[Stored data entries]

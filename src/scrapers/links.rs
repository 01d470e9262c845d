//! Resolution of homepage links into fetchable article URLs.

use once_cell::sync::Lazy;
use regex::Regex;

// `(?s)` lets `.` cross newlines: hrefs keep whatever whitespace the markup had.

/// e.g. `https://www.somesite.com/something`
static WELL_FORMED_URL: Lazy<Regex> =
    Lazy::new(|| Regex::new(r"(?s)^https?://.+/.+$").unwrap());

/// e.g. `/some-text`
static ROOT_PATH: Lazy<Regex> = Lazy::new(|| Regex::new(r"(?s)^/.+$").unwrap());

/// Turn a link found on the homepage into a fully-qualified URL.
///
/// - Absolute `http(s)` URLs with a path are returned unchanged.
/// - Root-relative paths are appended to `host` as-is.
/// - Anything else is joined to `host` with a single `/`.
///
/// `host` is never normalized, so a host ending in `/` combined with a bare
/// path yields a double slash. An empty link resolves to `host + "/"`.
pub fn resolve(host: &str, link: &str) -> String {
    if WELL_FORMED_URL.is_match(link) {
        link.to_string()
    } else if ROOT_PATH.is_match(link) {
        format!("{host}{link}")
    } else {
        format!("{host}/{link}")
    }
}
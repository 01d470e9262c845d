//! Small helpers for logging and the file system.

use crate::error::ExportError;
use std::path::Path;
use tokio::fs;
use tracing::{info, instrument};

/// Truncate a string for logging purposes.
///
/// Strings longer than `max` characters are cut at a character boundary and
/// get `"…(+N bytes)"` appended, where `N` is the number of bytes dropped.
///
/// # Examples
///
/// ```ignore
/// assert_eq!(truncate_for_log("short", 100), "short");
/// assert_eq!(truncate_for_log(&"a".repeat(500), 10), "aaaaaaaaaa…(+490 bytes)");
/// ```
pub fn truncate_for_log(s: &str, max: usize) -> String {
    match s.char_indices().nth(max) {
        None => s.to_string(),
        Some((cut, _)) => format!("{}…(+{} bytes)", &s[..cut], s.len() - cut),
    }
}

/// Create `path` and any missing parents.
///
/// An existing directory is fine; anything else that stops the directory
/// from being created is returned to the caller.
#[instrument(level = "info", skip_all, fields(path = %path.display()))]
pub async fn ensure_output_dir(path: &Path) -> Result<(), ExportError> {
    fs::create_dir_all(path)
        .await
        .map_err(|source| ExportError::CreateDir {
            path: path.to_path_buf(),
            source,
        })?;
    info!("Output directory ready");
    Ok(())
}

GOAL OF THE EXERCISE - From the data above, output only the lines between the line containing "static WELL_FORMED_URL: Lazy<Regex>" and the line containing "path yields a", inclusive, exactly as written.

RESPONSE FOR THIS EXERCISE -
static WELL_FORMED_URL: Lazy<Regex> =
    Lazy::new(|| Regex::new(r"(?s)^https?://.+/.+$").unwrap());

/// e.g. `/some-text`
static ROOT_PATH: Lazy<Regex> = Lazy::new(|| Regex::new(r"(?s)^/.+$").unwrap());

/// Turn a link found on the homepage into a fully-qualified URL.
///
/// - Absolute `http(s)` URLs with a path are returned unchanged.
/// - Root-relative paths are appended to `host` as-is.
/// - Anything else is joined to `host` with a single `/`.
///
/// `host` is never normalized, so a host ending in `/` combined with a bare
/// path yields a double slash. An empty link resolves to `host + "/"`.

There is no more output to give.